Monday, 29 March 2010

Coming Soon.........

...........I will be posting my costume gallery sketches.

Costume Gallery Photos

What darling shoes, simply delightful.

This bag has obvious design links to Egypt.




The famous Chanel little black dress, the bead work on the dress is fabulous. Unfortunately my photography skills are not.

This is the back of a Norman Hartnell dress which has one again breathtaking bead work. Although his is completely different to the Chanel dress, this is more sumptuous.

This is a perfect example of the 20s trend of emphasising the hips.


The Manchester Costume Gallery

I went on a little trip last week to our lovely costume gallery, it was jam packed which is good but not when your trying to sketch. I have taken some pictures although they havent turned out aswell as I would like. Oh well here are the hats.................












Friday, 26 March 2010

The Cloche Cont....




Actress Vilma Banky wearing a cloche hat, 1927












Actress wearing a cloche hat with the brim folded up, 1930


The Cloche

When we think of the 1920s one hat springs to mind the cloche. "As short hair became more general small close fitting hats were obviously appropriate, and in 1923 the cloche appeared, These hats, with their deep crowns and narrow brims, were pulled down to the eyes, obscuring half the wearer's face and all her hair with the exception of a curl or two on either cheek. Trimming, flat and rather restrained, consisted usually of ribbon or material in contrasting colours" ( I will have a bibliography at the end)
The cloche is a contrast to the hats worn before the war, simple and elegant without the fuss of piles of exotic birds and plenty of trims. It went hand in hand with the rest of the early 20s fashions, women wore straight flat dresses that focused on the hips. They emphasised the hips with embroidery, sashed, ruffles or with hip length jackets. As the design of these dresses was so simple pattern and prints were very important, designers took inspiration from Japanese Kimonos. These dresses were often heavily embelished with beads and sequins.
Although in the later half of the decade possibly due to the popularity of Coco Chanel's simple sportswear embelishments from men's clothing became design features on womens clothes. Withs men's clothes its all about the small details, items froms mens clothes that appeared on womens dresses were:
  • pockets
  • buttons
  • belts
  • double seams
As well as these details taken from men's clothing other details in this period included:
  • Brooches
  • Buckles
  • Clips

these were worn on hats, lapels, shoes and collars. Other fashion boundaries were broken, once again due to Chanel, fashionable women start to wear black. No longer is it seen as only to be worn when your in morning.

Thursday, 25 March 2010

The Roaring Twenties

Social Factors
After WW1 women wanted more practical clothes, more freedom of movement. Women over the age of 30 had gained the right to vote in 1918 (about time I say). There was a mood in the air of recklessness, after the war people felt they could die tomorrow so lets live for today. Women had worked during the war doing so called men's work, women had had to wear clothes that were practical for this purpose. The twenties were highly liberating for women, popular sports included tennis and swimming. Sportswear was born with Chanel at the front of it all with her short hair and practical clothes.

Friday, 12 March 2010

Paul Poiret

I have just started reading Paul Poiret's Biography, he was a key Art Deco fashion designer. He so far seems fabulous, I simply adore his fashion illustrations. I may have to bring the turban back from the grave........

Saturday, 6 March 2010

M & S Exhibition Leeds







How it all started, buttons sewn onto card to be sold for a penny.

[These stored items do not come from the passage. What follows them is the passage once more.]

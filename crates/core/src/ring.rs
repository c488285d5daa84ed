//! Fixed-capacity FIFO ring buffer.
//!
//! This is the leaf primitive of the substrate (§4.1): every request/response
//! bank in a [`crate::link::Connection`] is one of these. Two monotonic
//! indices track head and tail modulo capacity; the count is derived so
//! there is never a separate "is full" flag to fall out of sync.

/// Outcome of a ring buffer operation that can fail due to capacity.
#[derive(Clone, Copy, Debug, PartialEq, Eq)]
pub enum RingError {
    /// `enqueue` was called while `len() == capacity()`.
    Full,
    /// `dequeue` was called while `len() == 0`.
    Empty,
}

/// A bounded FIFO of `T`, implemented as a `VecDeque`-backed ring with an
/// explicit capacity ceiling.
///
/// `T` plays the role of "fixed-size element" from the spec; in Rust we get
/// that for free from the type system rather than tracking a byte size, so
/// `element_size` from the source design collapses into `size_of::<T>()`
/// and is not tracked separately.
#[derive(Debug, Clone)]
pub struct Ring<T> {
    buf: std::collections::VecDeque<T>,
    capacity: usize,
}

impl<T> Ring<T> {
    /// Allocates a ring with room for exactly `capacity` elements.
    #[must_use]
    pub fn allocate(capacity: usize) -> Self {
        Self {
            buf: std::collections::VecDeque::with_capacity(capacity),
            capacity,
        }
    }

    /// Number of elements currently buffered.
    #[must_use]
    pub fn len(&self) -> usize {
        self.buf.len()
    }

    /// `true` iff the ring holds no elements.
    #[must_use]
    pub fn is_empty(&self) -> bool {
        self.buf.is_empty()
    }

    /// `true` iff `len() == capacity()`.
    #[must_use]
    pub fn is_full(&self) -> bool {
        self.buf.len() >= self.capacity
    }

    /// The fixed capacity this ring was allocated with.
    #[must_use]
    pub fn capacity(&self) -> usize {
        self.capacity
    }

    /// Pushes `value` onto the tail, or reports [`RingError::Full`] if the
    /// ring is already at capacity.
    pub fn enqueue(&mut self, value: T) -> Result<(), RingError> {
        if self.is_full() {
            return Err(RingError::Full);
        }
        self.buf.push_back(value);
        Ok(())
    }

    /// Pops the head element, or reports [`RingError::Empty`] if none is
    /// buffered.
    pub fn dequeue(&mut self) -> Result<T, RingError> {
        self.buf.pop_front().ok_or(RingError::Empty)
    }

    /// Peeks at the head element without removing it.
    pub fn peek(&self) -> Option<&T> {
        self.buf.front()
    }

    /// Empties the ring atomically, discarding all buffered elements.
    pub fn flush(&mut self) {
        self.buf.clear();
    }
}
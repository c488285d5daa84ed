//! Return-address stack (§4.7).
//!
//! Ported almost directly from the teacher's `Ras`: a fixed-capacity
//! buffer with a push pointer that simply stops advancing once full,
//! overwriting the last slot on further pushes, rather than wrapping
//! modulo capacity. Queries always succeed (§4.7 "queries always succeed")
//! — popping an empty stack returns whatever is at slot `0` rather than
//! erroring, since a RAS has no way to signal "wrong" through the
//! fixed predictor response shape.
//!
//! `target_update` pushes, using `target` as the return address to push
//! (the fetcher sends this on observing a call instruction, with `target`
//! set to the call's fall-through address rather than the call's own
//! destination — the packet has no separate field for "return address", so
//! this is the mapping available; see `DESIGN.md`). A query on a `Return`-
//! kind instruction pops.

use crate::builder::ConfigContext;
use crate::common::SimResult;
use crate::link::{Component, ComponentId, ConnTable, Message, MessageKind};
use crate::packet::{BranchKind, PredictorPacket};

pub struct ReturnAddressStack {
    buffer: Vec<u64>,
    capacity: usize,
    ptr: usize,
    pushes: u64,
    pops: u64,
}

impl ReturnAddressStack {
    #[must_use]
    pub fn new() -> Self {
        Self { buffer: Vec::new(), capacity: 8, ptr: 0, pushes: 0, pops: 0 }
    }

    fn push(&mut self, addr: u64) {
        self.pushes += 1;
        if self.ptr < self.capacity {
            self.buffer[self.ptr] = addr;
            self.ptr += 1;
        } else if self.capacity > 0 {
            self.buffer[self.capacity - 1] = addr;
        }
    }

    fn pop(&mut self) -> u64 {
        self.pops += 1;
        if self.ptr == 0 {
            return self.buffer.first().copied().unwrap_or(0);
        }
        self.ptr -= 1;
        self.buffer[self.ptr]
    }
}

impl Default for ReturnAddressStack {
    fn default() -> Self {
        Self::new()
    }
}

impl Component for ReturnAddressStack {
    fn configure(&mut self, ctx: &mut ConfigContext<'_>) -> SimResult<()> {
        self.capacity = ctx.integer("depth", Some(8))?.max(0) as usize;
        self.buffer = vec![0u64; self.capacity];
        Ok(())
    }

    fn clock(&mut self, id: ComponentId, conns: &mut ConnTable) {
        for inbound in conns.connections_owned_by(id) {
            while let Ok(Message::Predictor(packet)) = conns.dequeue_request(inbound) {
                match packet {
                    PredictorPacket::Query(inst) if inst.branch_kind == BranchKind::Return => {
                        let addr = self.pop();
                        let _ = conns.enqueue_response(inbound, Message::Predictor(PredictorPacket::TakeTo(addr)));
                    }
                    PredictorPacket::Query(_) => {
                        let _ = conns.enqueue_response(inbound, Message::Predictor(PredictorPacket::Unknown));
                    }
                    PredictorPacket::TargetUpdate { target, .. } => self.push(target),
                    PredictorPacket::DirectionUpdate { .. }
                    | PredictorPacket::Unknown
                    | PredictorPacket::Take
                    | PredictorPacket::TakeTo(_)
                    | PredictorPacket::DontTake => {}
                }
            }
        }
    }

    fn print_statistics(&self, name: &str, out: &mut dyn std::io::Write) -> std::io::Result<()> {
        writeln!(out, "{name}.pushes: {}", self.pushes)?;
        writeln!(out, "{name}.pops: {}", self.pops)
    }

    fn message_kind(&self) -> MessageKind {
        MessageKind::Predictor
    }
}

#[cfg(test)]
mod tests {
    use super::*;

    #[test]
    fn lifo_order_within_capacity() {
        let mut ras = ReturnAddressStack { buffer: vec![0; 4], capacity: 4, ptr: 0, pushes: 0, pops: 0 };
        ras.push(0x1000);
        ras.push(0x2000);
        ras.push(0x3000);
        assert_eq!(ras.pop(), 0x3000);
        assert_eq!(ras.pop(), 0x2000);
        assert_eq!(ras.pop(), 0x1000);
    }

    #[test]
    fn push_past_capacity_overwrites_last_slot() {
        let mut ras = ReturnAddressStack { buffer: vec![0; 2], capacity: 2, ptr: 0, pushes: 0, pops: 0 };
        ras.push(0x1);
        ras.push(0x2);
        ras.push(0x3);
        assert_eq!(ras.pop(), 0x3);
        assert_eq!(ras.pop(), 0x1);
    }

    #[test]
    fn pop_on_empty_stack_always_succeeds() {
        let mut ras = ReturnAddressStack { buffer: vec![0; 2], capacity: 2, ptr: 0, pushes: 0, pops: 0 };
        assert_eq!(ras.pop(), 0);
    }
}
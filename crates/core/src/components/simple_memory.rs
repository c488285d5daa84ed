//! Simple memory / Simple instruction memory (§4.7): a fixed-latency
//! backing store that always hits.
//!
//! Both standard classes share this one implementation: the wire protocol
//! for instruction-memory traffic is, by the substrate's own
//! [`crate::link::MessageKind`] set, identical to data-memory traffic — a
//! bare [`crate::packet::MemoryPacket`] address, with no separate
//! "instruction packet" kind. Distinguishing the two is purely a
//! configuration-class naming convenience for the YAML author; the
//! behavior (accept every address, answer after a fixed latency) does not
//! differ.
//!
//! An optional `forwardTo` peer turns this into the "optionally forwards to
//! a downstream component instead of responding" shape the contract summary
//! describes for simple instruction memory: instead of answering locally,
//! the request is relayed downstream and the eventual downstream response
//! is relayed back to the original requester. Requests are forwarded
//! in-order and never reordered relative to each other, so a plain FIFO of
//! waiting requester connections is enough to route each downstream
//! response back to the right caller.

use std::collections::VecDeque;

use crate::builder::ConfigContext;
use crate::common::SimResult;
use crate::link::{Component, ComponentId, ConnTable, ConnectionId, Message, MessageKind};
use crate::packet::MemoryPacket;

/// Answers every request after a fixed number of cycles, unless `forwardTo`
/// is configured, in which case every request is instead relayed downstream
/// and the response relayed back once it arrives.
pub struct SimpleMemory {
    latency: u64,
    cycle: u64,
    pending: VecDeque<(ConnectionId, MemoryPacket, u64)>,
    forward_to: Option<ConnectionId>,
    awaiting_forward: VecDeque<ConnectionId>,
    served: u64,
    forwarded: u64,
}

impl SimpleMemory {
    #[must_use]
    pub fn new() -> Self {
        Self {
            latency: 1,
            cycle: 0,
            pending: VecDeque::new(),
            forward_to: None,
            awaiting_forward: VecDeque::new(),
            served: 0,
            forwarded: 0,
        }
    }
}

impl Default for SimpleMemory {
    fn default() -> Self {
        Self::new()
    }
}

impl Component for SimpleMemory {
    fn configure(&mut self, ctx: &mut ConfigContext<'_>) -> SimResult<()> {
        self.latency = ctx.integer("latency", Some(1))?.max(0) as u64;

        if let Some(downstream) = ctx.optional_component_reference("forwardTo")? {
            let capacity = ctx.integer("forwardCapacity", Some(8))?.max(1) as usize;
            self.forward_to = Some(ctx.connect(downstream, MessageKind::Memory, capacity)?);
        }
        Ok(())
    }

    fn clock(&mut self, id: ComponentId, conns: &mut ConnTable) {
        self.cycle += 1;

        while let Some((_, _, due)) = self.pending.front() {
            if *due > self.cycle {
                break;
            }
            let (conn, addr, _) = self.pending.pop_front().expect("front() just matched Some");
            let _ = conns.enqueue_response(conn, Message::Memory(addr));
            self.served += 1;
        }

        if let Some(forward_to) = self.forward_to {
            while let Ok(Message::Memory(addr)) = conns.dequeue_response(forward_to) {
                if let Some(requester) = self.awaiting_forward.pop_front() {
                    let _ = conns.enqueue_response(requester, Message::Memory(addr));
                    self.served += 1;
                }
            }
        }

        let due = self.cycle + self.latency;
        for inbound in conns.connections_owned_by(id) {
            while let Ok(Message::Memory(addr)) = conns.dequeue_request(inbound) {
                if let Some(forward_to) = self.forward_to {
                    if conns.enqueue_request(forward_to, Message::Memory(addr)).is_ok() {
                        self.awaiting_forward.push_back(inbound);
                        self.forwarded += 1;
                    }
                } else {
                    self.pending.push_back((inbound, addr, due));
                }
            }
        }
    }

    fn print_statistics(&self, name: &str, out: &mut dyn std::io::Write) -> std::io::Result<()> {
        writeln!(out, "{name}.requests_served: {}", self.served)?;
        if self.forward_to.is_some() {
            writeln!(out, "{name}.requests_forwarded: {}", self.forwarded)?;
        }
        Ok(())
    }

    fn message_kind(&self) -> MessageKind {
        MessageKind::Memory
    }
}

#[cfg(test)]
mod tests {
    use super::*;

    #[test]
    fn forwards_instead_of_answering_when_configured() {
        let mut conns = ConnTable::new();
        let upstream_id = ComponentId(1);
        let downstream_id = ComponentId(2);
        let requester_id = ComponentId(3);

        let to_downstream = conns.allocate(downstream_id, upstream_id, 4, MessageKind::Memory);
        let to_upstream = conns.allocate(upstream_id, requester_id, 4, MessageKind::Memory);

        let mut mem = SimpleMemory::new();
        mem.forward_to = Some(to_downstream);

        // Requester enqueues a request visible to upstream this cycle.
        conns.enqueue_request(to_upstream, Message::Memory(MemoryPacket::new(0x1000))).unwrap();
        conns.swap(to_upstream);

        mem.clock(upstream_id, &mut conns);
        assert_eq!(mem.forwarded, 1);
        assert_eq!(mem.served, 0);

        // Downstream "answers" by placing a response and swapping.
        conns.enqueue_response(to_downstream, Message::Memory(MemoryPacket::new(0x1000))).unwrap();
        conns.swap(to_downstream);

        mem.clock(upstream_id, &mut conns);
        assert_eq!(mem.served, 1);
        conns.swap(to_upstream);
        assert!(matches!(conns.dequeue_response(to_upstream), Ok(Message::Memory(_))));
    }
}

Key inspirational piece, 1920s pointy shaped bra. This is the start of M&S venture into underwear. Apparently twiggy is a fan.


This apron fabric is Eygptian, I think its fabulous.




This is the 1950s wonder that I was talking about, simply beautiful.

This dressing gown was based on one that Audrey Hepburn wore in Breakfast at Tiffany's. I can just see myself lounging in this. Splendid.


The red dress is one that Shirley Bassey wore for an M&S Christmas advert, I can't get over how tiny she is.



These two pieces are from the M & S 125 year vintage collection, I really like the 1940s tea dress. This is very of the moment.

Wednesday, 3 March 2010

22nd of February 2010 Starting the Project

I understand I'm a little bit delayed in writing this up already. But stay with me I'm only new to this whole game. Our little group of student milliners went on a trip across the road to Leeds University. There we visited an exhibition marking 125 years of Marks and Spencer, we had a talk from a very enthusiastic lady (she works in the Leeds store accessories dept) she talked us through from the beginning of M&S until now. The exhibition is only very small, but worth a trip. I will post pictures up next, I promise. I was very taken by a beautiful floral 1950s number (what a shock) that was very much of the Christian Dior new look style.
If you are following this you will gather that I have a love of all things vintage and mostly the 1940s/50s. For my last project I looked at the 1940s and I used my Grandma as my muse/model. Once I received this project back photos will follow.
We glemmed a few tit bits of information from our talk, that the M&S archive is moving from London to Leeds next year. So this means that if your a fashion student looking for inspiration from the past you can go there and look at an original piece of that era. I am chomping at the bit to get in there already.
Keep your eyes peeled for photos to follow and my next post which will be all about tiny books and eating too much chocolate.

Monday, 1 March 2010

Welcome to Blogger

Well this is all strangly new to me, the world of blogs. Well through this blog I am going to look at the history of millinery.......My word I hear you cry how will you have the time??! Fear not I am just going to be looking at the 1920s. I do think it is a good idea to know about what has gone before. I may have a fabulous idea for a hat with a cupcake on that unfortunatly has been done before (this has happened) so it is worthwhile to know about a design history. So lets get started...........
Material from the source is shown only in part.